Highly processed foods are as addictive as tobacco, according to research from University of Michigan psychologist and Ph.D., Ashley N. Gearhardt. It’s a timely study, considering more and more organizations recognize the clinical relevance of food addiction, especially in treating diabetes and obesity. Just last week, in fact, at the Diabetes Professional Care Conference (DPC) in London, UK, there was clinical recognition of food addiction.
The nuance of food addiction
Food addiction is a multi-faceted issue. We all need to eat to survive, and we also happen to be surrounded by highly processed foods everywhere we go. Often, highly processed foods are the only option, even when we’d rather choose a whole or unprocessed option.
We are also living under more stress than ever before; albeit not the “good” kind of stress. Good stress drives adaptation — this is what happens when we exercise. The type of stress that can sometimes lead to food addiction is chronic. Chronic stress comes from unhealthy relationships, constant work deadlines, toxic work environments, or feeling unfulfilled in life.
Food addiction can stem from many different places, but there is one constant. Most people that h intellectually know what to do to change it. Many people would even be able to make the change for a short period of time. But ultimately, they end up relapsing without the proper support, much like other addictions.
Why classify food addiction at all?
Researchers hope to classify food addiction to find new treatments for it. Treatments like pharmaceuticals and behavior change coaching are used to help support overweight and obese patients to lose weight. It is the hope of researchers and organizations across the world to find similar interventions for food addiction to help patients live healthier lifestyles.

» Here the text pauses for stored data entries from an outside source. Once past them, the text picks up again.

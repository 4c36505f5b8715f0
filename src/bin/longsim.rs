use std::{env, path::Path};

use tracing::info;
use tracing_subscriber::EnvFilter;

use longsim::{
    components::{AircraftConfig, AircraftSource, AircraftType},
    report::{coefficient_table, history_table, summary_line},
    resources::{RunParameters, Scenario},
    systems::{build_model, run_sweep},
};

fn main() -> Result<(), Box<dyn std::error::Error>> {
    tracing_subscriber::fmt()
        .with_env_filter(
            EnvFilter::try_from_default_env()
                .unwrap_or_else(|_| EnvFilter::new("info")),
        )
        .with_writer(std::io::stderr)
        .init();

    let args: Vec<String> = env::args().skip(1).collect();

    let aircraft = match args.get(1) {
        Some(path) => AircraftConfig::new(AircraftSource::File(path.into()))?,
        None => AircraftConfig::new(AircraftSource::Programmed(AircraftType::ReferenceTransport))?,
    };
    let model = build_model(&aircraft);
    println!("{}", coefficient_table(&model));

    let runs = match args.first() {
        Some(arg) if Path::new(arg).is_file() => {
            vec![(arg.clone(), RunParameters::load(arg)?)]
        }
        Some(arg) => arg.parse::<Scenario>()?.runs(),
        None => Scenario::all().iter().flat_map(Scenario::runs).collect(),
    };
    info!("Loaded {} runs for {}", runs.len(), model.name());

    let (labels, params): (Vec<String>, Vec<RunParameters>) = runs.into_iter().unzip();
    let outcomes = run_sweep(&model, &params);

    for ((label, params), outcome) in labels.iter().zip(&params).zip(&outcomes) {
        println!("== {} ==", label);
        println!("{}", history_table(&outcome.history, params.dt));
        println!("{}\n", summary_line(outcome));
    }

    Ok(())
}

What can you do for yourself?
Highly processed foods are still relatively new to humans, as is the research studying the effects they have on our bodies. If you think you might have a food addiction or just find it hard to stop eating them once you start, there are some things you can do.
First, finding a health coach that specializes in behavior change can help support changing these habits A health coach can play a vital role in supporting you, holding you accountable, and guiding you through challenges. Second, working with a therapist or counselor can support the healing aspect of addiction. And third, find a healthcare team that can help you identify any potential health implications to your addiction (or habit) of eating highly processed foods.
Ultimately, you have more control over your health than you think. But you can’t do it alone, nor should you.